Earth’s night sky will host a supermoon lunar eclipse after nearly thirty years. The event is scheduled to take place on September 27. The occurrence is particularly special as it involves two main phenomena that rarely happen together: a supermoon and a full lunar eclipse.

A supermoon happens when the moon sweeps to what scientists know as perigee. This is when the moon reaches its closest point to Earth in its orbit. It is called a supermoon because when it happens the moon appears to be 14% larger and 30% brighter than usual.


On the other hand, a lunar eclipse takes place when the moon passes directly behind the Earth into the shadow the planet casts from the Sun. Lunar eclipses occur often, however it is very rare to see it occur at the very same day a supermoon appears. Since 1910, observers from Earth have only seen both events happening at the same time in five opportunities. Scientists predict that it won’t happen again until 2029.

According to EarthSky, those who are in North America and wish to observe the nature’s spectacle, the best hour to do so is at 9:07pm ET. The eclipse will start around 7:15pm; the totality of the eclipse will take place at 9:11pm and will last until 10:23pm.


Regarding to the lunar eclipse, the event will mark the fourth total lunar eclipse since April 15, 2014. However, it will be the last full eclipse visible in North America until early 2018. When four lunar eclipses happen in a short period of time, it is known as a tetrad. The next one is expected to occur in 2032 and 2033, according to experts.

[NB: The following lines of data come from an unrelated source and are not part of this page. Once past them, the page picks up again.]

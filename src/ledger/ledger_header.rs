use byteorder::{BigEndian, ByteOrder};

use crate::constant::{LEDGER_HEADER_PREFIX, RIPPLE_EPOCH_OFFSET};
use crate::error::{Result, XrpError};
use crate::hashing::sha512_half_parts;
use crate::types::Hash256;

// byte offsets of the fixed layout
const SEQUENCE: usize = 0;
const TOTAL_COINS: usize = 4;
const PARENT_HASH: usize = 12;
const TRANSACTION_HASH: usize = 44;
const ACCOUNT_HASH: usize = 76;
const PARENT_CLOSE_TIME: usize = 108;
const CLOSE_TIME: usize = 112;
const CLOSE_TIME_RESOLUTION: usize = 116;
const CLOSE_FLAGS: usize = 117;

/// Ledger header in its fixed 118-byte layout
///
/// Times are seconds since the Ripple epoch (2000-01-01T00:00:00Z).
#[derive(Debug, Clone, Copy, PartialEq, Eq)]
pub struct LedgerHeader {
    pub sequence: u32,
    /// Drops in existence
    pub total_coins: u64,
    pub parent_hash: Hash256,
    pub transaction_hash: Hash256,
    pub account_hash: Hash256,
    pub parent_close_time: u32,
    pub close_time: u32,
    pub close_time_resolution: u8,
    pub close_flags: u8,
}

impl LedgerHeader {
    pub const LEN: usize = 118;

    pub fn decode(bytes: &[u8]) -> Result<Self> {
        if bytes.len() != Self::LEN {
            return Err(XrpError::InvalidLedgerHeader(format!(
                "expected {} bytes, got {}",
                Self::LEN,
                bytes.len()
            )));
        }
        let hash_at = |offset: usize| Hash256::from_slice(&bytes[offset..offset + Hash256::LEN]);
        Ok(Self {
            sequence: BigEndian::read_u32(&bytes[SEQUENCE..]),
            total_coins: BigEndian::read_u64(&bytes[TOTAL_COINS..]),
            parent_hash: hash_at(PARENT_HASH)?,
            transaction_hash: hash_at(TRANSACTION_HASH)?,
            account_hash: hash_at(ACCOUNT_HASH)?,
            parent_close_time: BigEndian::read_u32(&bytes[PARENT_CLOSE_TIME..]),
            close_time: BigEndian::read_u32(&bytes[CLOSE_TIME..]),
            close_time_resolution: bytes[CLOSE_TIME_RESOLUTION],
            close_flags: bytes[CLOSE_FLAGS],
        })
    }

    pub fn to_bytes(&self) -> [u8; Self::LEN] {
        let mut out = [0u8; Self::LEN];
        BigEndian::write_u32(&mut out[SEQUENCE..], self.sequence);
        BigEndian::write_u64(&mut out[TOTAL_COINS..], self.total_coins);
        out[PARENT_HASH..TRANSACTION_HASH].copy_from_slice(self.parent_hash.as_bytes());
        out[TRANSACTION_HASH..ACCOUNT_HASH].copy_from_slice(self.transaction_hash.as_bytes());
        out[ACCOUNT_HASH..PARENT_CLOSE_TIME].copy_from_slice(self.account_hash.as_bytes());
        BigEndian::write_u32(&mut out[PARENT_CLOSE_TIME..], self.parent_close_time);
        BigEndian::write_u32(&mut out[CLOSE_TIME..], self.close_time);
        out[CLOSE_TIME_RESOLUTION] = self.close_time_resolution;
        out[CLOSE_FLAGS] = self.close_flags;
        out
    }

    /// Ledger hash: SHA512-half of `LWR\0` and the header
    pub fn hash(&self) -> Hash256 {
        Hash256::new(sha512_half_parts(&[&LEDGER_HEADER_PREFIX, &self.to_bytes()]))
    }

    pub fn close_time_unix(&self) -> u64 {
        u64::from(self.close_time) + RIPPLE_EPOCH_OFFSET
    }

    pub fn parent_close_time_unix(&self) -> u64 {
        u64::from(self.parent_close_time) + RIPPLE_EPOCH_OFFSET
    }
}

#[cfg(test)]
mod tests {
    use super::*;

    const HEADER: &str = "005B67A60163457208228EB9A30FEB3CDEE53046B4CEB0A1532E516F93AAFA3125A7E66A0379299D4B30F6C0091C395D8B5CD6FD89594AEF8FDF7DF8F70E73CB5600D542B8A469697AE3AC86C3174C83546BABA662B8612D6175EE7AD7E23FB4FC25CECFC9B10DE0E8C0A807247D659E247D65A80A00";

    #[test]
    fn decodes_fixed_offsets() {
        let header = LedgerHeader::decode(&hex::decode(HEADER).unwrap()).unwrap();
        assert_eq!(header.sequence, 5_990_310);
        assert_eq!(header.total_coins, 99_999_972_797_353_657);
        assert_eq!(
            header.parent_hash.to_string(),
            "A30FEB3CDEE53046B4CEB0A1532E516F93AAFA3125A7E66A0379299D4B30F6C0"
        );
        assert_eq!(
            header.account_hash.to_string(),
            "C3174C83546BABA662B8612D6175EE7AD7E23FB4FC25CECFC9B10DE0E8C0A807"
        );
        assert_eq!(header.parent_close_time, 612_197_790);
        assert_eq!(header.close_time, 612_197_800);
        assert_eq!(header.close_time_unix(), 1_558_882_600);
        assert_eq!(header.close_time_resolution, 10);
        assert_eq!(header.close_flags, 0);
    }

    #[test]
    fn hash_and_reencode() {
        let bytes = hex::decode(HEADER).unwrap();
        let header = LedgerHeader::decode(&bytes).unwrap();
        assert_eq!(header.to_bytes().to_vec(), bytes);
        assert_eq!(
            header.hash().to_string(),
            "CEAD2BC39424CB00A549B68800A5B1D4FE2F43A538B6DFD96E217A0267A1674F"
        );
    }

    #[test]
    fn rejects_wrong_length() {
        let bytes = hex::decode(HEADER).unwrap();
        assert!(matches!(
            LedgerHeader::decode(&bytes[..117]),
            Err(XrpError::InvalidLedgerHeader(_))
        ));
    }
}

September’s Astronomical Calendar

The Earth awaits to witness many other astronomical events for the remaining year. Here is a list of displays you should not miss:

September 13: For this date it is scheduled a partial solar eclipse. Experts say that the best viewing for this will be over southern Africa and Madagascar.

September 23: Scientists expect the autumnal equinox. It will happen at 4:41 am EDT marking the very first day of Autumn. During this day the Sun will be 90 degrees overhead at the Equator.

September 27-28: The previously mentioned supermoon plus an total lunar eclipse will take place.